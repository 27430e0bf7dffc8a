//! State management module
//!
//! This module handles all application state, including:
//! - Feedback tone presets (mode.rs)
//! - Shared data structures (data.rs)
//! - The application state machine (app.rs)

pub mod app;
pub mod data;
pub mod mode;
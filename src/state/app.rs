//! Application state and its transitions
//!
//! All mutable UI state lives in [`AppState`] and changes only through the
//! methods below, which follow the flow
//! `Idle -> ImageSelected -> Requesting -> Rated | Errored`.
//! Selecting a new photo re-enters `ImageSelected` from any phase.

use tracing::{debug, info, warn};

use super::data::{Preview, PreviewState, RatingResult, UploadedImage};
use super::mode::Mode;
use crate::error::{IntakeError, RatingError};

/// Coarse phase of the application, derived from [`AppState`]
#[derive(Debug, Clone, Copy, PartialEq, Eq)]
pub enum Phase {
    /// No photo selected yet
    Idle,
    /// A photo is selected and no verdict exists for it
    ImageSelected,
    /// A request for the current photo is outstanding
    Requesting,
    /// The last request for the current photo succeeded
    Rated,
    /// The last request for the current photo failed
    Errored,
}

/// Everything a rating request needs, pinned when the request starts
#[derive(Debug, Clone)]
pub struct RatingTicket {
    /// Selection generation the request belongs to
    pub generation: u64,
    pub mode: Mode,
    pub image: UploadedImage,
}

/// Completion of a rating request, fed back into the state
#[derive(Debug, Clone)]
pub struct RatingFinished {
    pub generation: u64,
    pub mode: Mode,
    pub outcome: Result<String, RatingError>,
}

/// What `finish_rating` did with a completed request
#[derive(Debug, Clone, Copy, PartialEq, Eq)]
pub enum FinishOutcome {
    Rated,
    Errored,
    /// The photo changed while the request was in flight
    Discarded,
}

#[derive(Debug, Clone, Copy, PartialEq, Eq)]
enum LastOutcome {
    Rated,
    Errored,
}

/// Main application state
#[derive(Debug, Default)]
pub struct AppState {
    mode: Mode,
    image: Option<UploadedImage>,
    preview: Option<PreviewState>,
    result: Option<RatingResult>,
    last_outcome: Option<LastOutcome>,
    /// User-visible error or warning banner
    notice: Option<String>,
    /// Bumped on every photo selection
    generation: u64,
    /// Generation of the outstanding request, if any
    in_flight: Option<u64>,
}

impl AppState {
    pub fn new(mode: Mode) -> Self {
        Self {
            mode,
            ..Self::default()
        }
    }

    pub fn mode(&self) -> Mode {
        self.mode
    }

    pub fn image(&self) -> Option<&UploadedImage> {
        self.image.as_ref()
    }

    pub fn preview(&self) -> Option<&PreviewState> {
        self.preview.as_ref()
    }

    pub fn result(&self) -> Option<&RatingResult> {
        self.result.as_ref()
    }

    pub fn notice(&self) -> Option<&str> {
        self.notice.as_deref()
    }

    /// True strictly while a rating request is outstanding
    pub fn is_busy(&self) -> bool {
        self.in_flight.is_some()
    }

    /// Whether the rate action should be enabled
    pub fn can_rate(&self) -> bool {
        self.image.is_some() && !self.is_busy()
    }

    pub fn phase(&self) -> Phase {
        if self.image.is_none() {
            return Phase::Idle;
        }
        if self.in_flight == Some(self.generation) {
            return Phase::Requesting;
        }
        match self.last_outcome {
            Some(LastOutcome::Rated) => Phase::Rated,
            Some(LastOutcome::Errored) => Phase::Errored,
            None => Phase::ImageSelected,
        }
    }

    /// Change the feedback tone; affects only requests started afterwards
    pub fn select_mode(&mut self, mode: Mode) {
        if self.mode != mode {
            debug!("Mode changed: {} -> {}", self.mode.id(), mode.id());
            self.mode = mode;
        }
    }

    /// Replace the current photo and drop any previous verdict.
    ///
    /// Returns the new selection generation, used to match the preview
    /// and any later response to this photo.
    pub fn select_image(&mut self, image: UploadedImage) -> u64 {
        self.generation += 1;
        info!(
            "📷 Selected {} ({} bytes, {})",
            image.display_name(),
            image.size_bytes(),
            image.media_type
        );

        self.image = Some(image);
        self.preview = Some(PreviewState::Pending);
        self.result = None;
        self.last_outcome = None;
        self.notice = None;
        self.generation
    }

    /// Store the preview for a selection; previews of replaced photos are ignored
    pub fn preview_finished(&mut self, generation: u64, preview: Result<Preview, IntakeError>) {
        if generation != self.generation || self.image.is_none() {
            debug!("Ignoring preview for replaced photo (generation {})", generation);
            return;
        }

        match preview {
            Ok(preview) => {
                debug!("Preview ready: {}x{}", preview.width, preview.height);
                self.preview = Some(PreviewState::Ready(preview));
            }
            Err(err) => {
                warn!("Preview failed: {}", err);
                let message = err.to_string();
                self.preview = Some(PreviewState::Failed(message.clone()));
                self.notice = Some(message);
            }
        }
    }

    /// Show an error that does not change the selection (e.g. unreadable file)
    pub fn report_error(&mut self, message: impl Into<String>) {
        let message = message.into();
        warn!("{}", message);
        self.notice = Some(message);
    }

    pub fn dismiss_notice(&mut self) {
        self.notice = None;
    }

    /// Start a rating request for the current photo and mode.
    ///
    /// Fails without side effects on the selection when no photo is
    /// selected or a request is already outstanding.
    pub fn begin_rating(&mut self) -> Result<RatingTicket, RatingError> {
        let image = match &self.image {
            Some(image) => image.clone(),
            None => {
                let err = RatingError::MissingImage;
                self.notice = Some(err.to_string());
                return Err(err);
            }
        };
        if self.is_busy() {
            return Err(RatingError::Busy);
        }

        self.in_flight = Some(self.generation);
        self.notice = None;

        Ok(RatingTicket {
            generation: self.generation,
            mode: self.mode,
            image,
        })
    }

    /// Apply a completed request. Always clears the busy flag.
    ///
    /// A failure leaves the previous verdict in place. A response for a
    /// photo that has since been replaced is dropped.
    pub fn finish_rating(&mut self, finished: RatingFinished) -> FinishOutcome {
        self.in_flight = None;

        if finished.generation != self.generation {
            info!(
                "Discarding response for replaced photo (generation {}, current {})",
                finished.generation, self.generation
            );
            return FinishOutcome::Discarded;
        }

        match finished.outcome {
            Ok(verdict) => {
                info!("✅ Rating received ({} chars, {})", verdict.len(), finished.mode.id());
                self.result = Some(RatingResult::new(verdict, finished.mode));
                self.last_outcome = Some(LastOutcome::Rated);
                FinishOutcome::Rated
            }
            Err(err) => {
                warn!("Rating failed: {}", err);
                self.notice = Some(err.to_string());
                self.last_outcome = Some(LastOutcome::Errored);
                FinishOutcome::Errored
            }
        }
    }
}
//! User entity model and DTOs.

use guardian_core::types::{DbId, Timestamp};
use serde::{Deserialize, Serialize};
use sqlx::FromRow;

/// Full user row from the `users` table.
#[derive(Debug, Clone, FromRow, Serialize)]
pub struct User {
    pub id: DbId,
    pub email: String,
    pub first_name: String,
    pub last_name: String,
    pub avatar: Option<String>,
    /// One of `Free`, `Pro`, `Enterprise` (enforced by `ck_users_plan`).
    pub plan: String,
    pub is_active: bool,
    pub email_verified: bool,
    pub created_at: Timestamp,
    pub updated_at: Timestamp,
}

/// DTO for creating a new user.
#[derive(Debug, Clone, Deserialize)]
pub struct CreateUser {
    pub email: String,
    pub first_name: String,
    pub last_name: String,
    pub avatar: Option<String>,
    pub plan: String,
}
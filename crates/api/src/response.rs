//! Shared response envelope types for API handlers.
//!
//! Most API responses use a `{ "data": ... }` envelope. Use [`DataResponse`]
//! instead of ad-hoc `serde_json::json!({ "data": ... })` to get compile-time
//! type safety and consistent serialization.

use serde::Serialize;

/// Standard `{ "data": T }` response envelope.
///
/// # Example
///
/// ```ignore
/// Ok(Json(DataResponse { data: items }))
/// ```
#[derive(Debug, Serialize)]
pub struct DataResponse<T: Serialize> {
    pub data: T,
}
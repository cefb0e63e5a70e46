#![allow(dead_code)]

use axum::body::Body;
use axum::http::{Method, Request, Response};
use axum::Router;
use http_body_util::BodyExt;
use serde_json::Value;
use sqlx::PgPool;
use tower::ServiceExt;

use guardian_api::config::ServerConfig;
use guardian_api::router::build_app_router;
use guardian_api::state::AppState;
use guardian_db::models::user::{CreateUser, User};
use guardian_db::repositories::UserRepo;

/// Build a test `ServerConfig` with safe defaults.
///
/// Uses `http://localhost:5173` as CORS origin (matching the dev default)
/// and a 30-second request timeout.
pub fn test_config() -> ServerConfig {
    ServerConfig {
        host: "127.0.0.1".to_string(),
        port: 0,
        cors_origins: vec!["http://localhost:5173".to_string()],
        request_timeout_secs: 30,
    }
}

/// Build the full application router with all middleware layers, using the
/// given database pool and a fresh template store.
pub fn build_test_app(pool: PgPool) -> Router {
    let config = test_config();
    let state = AppState::new(pool, config.clone());
    build_app_router(state, &config)
}

// ---------------------------------------------------------------------------
// Request helpers
// ---------------------------------------------------------------------------

async fn send(app: Router, method: Method, uri: &str, body: Option<Value>) -> Response<Body> {
    let builder = Request::builder().method(method).uri(uri);
    let request = match body {
        Some(json) => builder
            .header("content-type", "application/json")
            .body(Body::from(serde_json::to_vec(&json).unwrap()))
            .unwrap(),
        None => builder.body(Body::empty()).unwrap(),
    };
    app.oneshot(request).await.unwrap()
}

pub async fn get(app: Router, uri: &str) -> Response<Body> {
    send(app, Method::GET, uri, None).await
}

pub async fn delete(app: Router, uri: &str) -> Response<Body> {
    send(app, Method::DELETE, uri, None).await
}

/// POST with no body and no content type.
pub async fn post(app: Router, uri: &str) -> Response<Body> {
    send(app, Method::POST, uri, None).await
}

pub async fn post_json(app: Router, uri: &str, body: Value) -> Response<Body> {
    send(app, Method::POST, uri, Some(body)).await
}

pub async fn put_json(app: Router, uri: &str, body: Value) -> Response<Body> {
    send(app, Method::PUT, uri, Some(body)).await
}

pub async fn patch_json(app: Router, uri: &str, body: Value) -> Response<Body> {
    send(app, Method::PATCH, uri, Some(body)).await
}

/// PATCH a raw body without a `content-type` header.
pub async fn patch_untyped(app: Router, uri: &str, body: &str) -> Response<Body> {
    let request = Request::builder()
        .method(Method::PATCH)
        .uri(uri)
        .body(Body::from(body.to_string()))
        .unwrap();
    app.oneshot(request).await.unwrap()
}

/// Collect a response body and parse it as JSON.
pub async fn body_json(response: Response<Body>) -> Value {
    let bytes = response.into_body().collect().await.unwrap().to_bytes();
    serde_json::from_slice(&bytes).unwrap()
}

// ---------------------------------------------------------------------------
// Fixtures
// ---------------------------------------------------------------------------

/// Insert a user directly through the repository.
pub async fn seed_user(pool: &PgPool, email: &str, plan: &str) -> User {
    UserRepo::create(
        pool,
        &CreateUser {
            email: email.to_string(),
            first_name: "Test".to_string(),
            last_name: "User".to_string(),
            avatar: None,
            plan: plan.to_string(),
        },
    )
    .await
    .unwrap()
}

--------

YOUR TASK:
Every line of the listing that holds "Deserialize" should be found and copied.

TASK RESULT:
use serde::{Deserialize, Serialize};
#[derive(Debug, Clone, Deserialize)]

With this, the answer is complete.